__TASK DETAILS__:
Reproduce the entries shown below only from the line with "fn add(&mut self, save: Save, bonus: i32)" down to the line with "given class level.", keeping both end lines and copying each one exactly.
--- MATERIAL FOR THE TASK ---
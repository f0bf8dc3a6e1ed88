//! Derived statistics: base attack bonus, hit points and saving throws.

use crate::attributes::{final_attributes, modifier};
use crate::catalog::{BabProgression, Catalog, ClassId, Save};
use crate::character::Character;
use serde::{Deserialize, Serialize};
use std::collections::BTreeMap;

/// Saving throw totals.
#[derive(Debug, Clone, Copy, PartialEq, Eq, Default, Serialize, Deserialize)]
pub struct SavingThrows {
    pub fortitude: i32,
    pub reflex: i32,
    pub will: i32,
}

impl SavingThrows {
    pub fn get(&self, save: Save) -> i32 {
        match save {
            Save::Fortitude => self.fortitude,
            Save::Reflex => self.reflex,
            Save::Will => self.will,
        }
    }

    fn add(&mut self, save: Save, bonus: i32) {
        match save {
            Save::Fortitude => self.fortitude += bonus,
            Save::Reflex => self.reflex += bonus,
            Save::Will => self.will += bonus,
        }
    }
}

/// BAB of a single class at a given class level.
pub fn class_bab(progression: BabProgression, level: u8) -> i32 {
    (level as i32 * progression.quarters_per_level()).div_euclid(4)
}

/// Total base attack bonus.
///
/// Each level contributes 1, 3/4 or 1/2 by progression and the sum is
/// floored once. Classes missing from the catalog count as medium.
pub fn base_attack_bonus(character: &Character, catalog: &Catalog) -> i32 {
    let quarters: i32 = character
        .levels
        .iter()
        .map(|entry| {
            catalog
                .class(&entry.class_id)
                .map(|c| c.base_attack_bonus)
                .unwrap_or_default()
                .quarters_per_level()
        })
        .sum();
    quarters.div_euclid(4)
}

/// Levels held in each class.
pub fn class_levels(character: &Character) -> BTreeMap<ClassId, u8> {
    let mut levels = BTreeMap::new();
    for entry in &character.levels {
        *levels.entry(entry.class_id.clone()).or_insert(0) += 1;
    }
    levels
}

/// Hit points gained plus the Constitution modifier, at least 1 per level.
pub fn total_hit_points(character: &Character, catalog: &Catalog) -> i32 {
    let con = modifier(final_attributes(character, catalog).constitution);
    character
        .levels
        .iter()
        .map(|entry| (entry.hit_points_gained + con).max(1))
        .sum()
}

/// Save progression value at a class level.
pub fn save_bonus(good: bool, level: u8) -> i32 {
    let level = level as i32;
    if good {
        2 + level / 2
    } else {
        level / 3
    }
}

/// Base saves summed per class; unknown classes have poor saves.
pub fn saving_throws(character: &Character, catalog: &Catalog) -> SavingThrows {
    let mut saves = SavingThrows::default();
    for (class_id, level) in class_levels(character) {
        let class = catalog.class(&class_id);
        for save in Save::all() {
            let good = class.map(|c| c.primary_saves.contains(&save)).unwrap_or(false);
            saves.add(save, save_bonus(good, level));
        }
    }
    saves
}

#[cfg(test)]
mod tests {
    use super::*;
    use crate::testing::{character_with_levels, fixture_catalog};

    #[test]
    fn test_class_bab() {
        assert_eq!(class_bab(BabProgression::Full, 7), 7);
        assert_eq!(class_bab(BabProgression::Medium, 7), 5);
        assert_eq!(class_bab(BabProgression::Low, 7), 3);
    }

    #[test]
    fn test_multiclass_bab_floors_once() {
        let catalog = fixture_catalog();
        // 0.75 + 0.75 + 0.5 + 0.5 = 2.5
        let character = character_with_levels("human", &["rogue", "rogue", "wizard", "wizard"]);
        assert_eq!(base_attack_bonus(&character, &catalog), 2);
    }

    #[test]
    fn test_unknown_class_is_medium() {
        let catalog = fixture_catalog();
        let character = character_with_levels("human", &["mystic"; 4]);
        assert_eq!(base_attack_bonus(&character, &catalog), 3);
    }

    #[test]
    fn test_hit_points_minimum_one() {
        let catalog = fixture_catalog();
        let mut character = character_with_levels("human", &["wizard", "wizard"]);
        character.base_attributes.constitution = 6;
        character.level_mut(2).unwrap().hit_points_gained = 1;
        // (4 - 2) + max(1, 1 - 2)
        assert_eq!(total_hit_points(&character, &catalog), 3);
    }

    #[test]
    fn test_saving_throws_per_class() {
        let catalog = fixture_catalog();
        let character = character_with_levels("human", &["fighter", "fighter", "rogue"]);
        let saves = saving_throws(&character, &catalog);
        // fighter 2: fort 3, ref 0, will 0; rogue 1: fort 0, ref 2, will 0
        assert_eq!(saves.fortitude, 3);
        assert_eq!(saves.reflex, 2);
        assert_eq!(saves.will, 0);
        assert_eq!(saves.get(Save::Reflex), 2);
    }

    #[test]
    fn test_class_levels() {
        let character = character_with_levels("human", &["fighter", "rogue", "fighter"]);
        let levels = class_levels(&character);
        assert_eq!(levels.get("fighter"), Some(&2));
        assert_eq!(levels.get("rogue"), Some(&1));
    }
}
---
__RESPONSE TO THE TASK__:
    fn add(&mut self, save: Save, bonus: i32) {
        match save {
            Save::Fortitude => self.fortitude += bonus,
            Save::Reflex => self.reflex += bonus,
            Save::Will => self.will += bonus,
        }
    }
}

/// BAB of a single class at a given class level.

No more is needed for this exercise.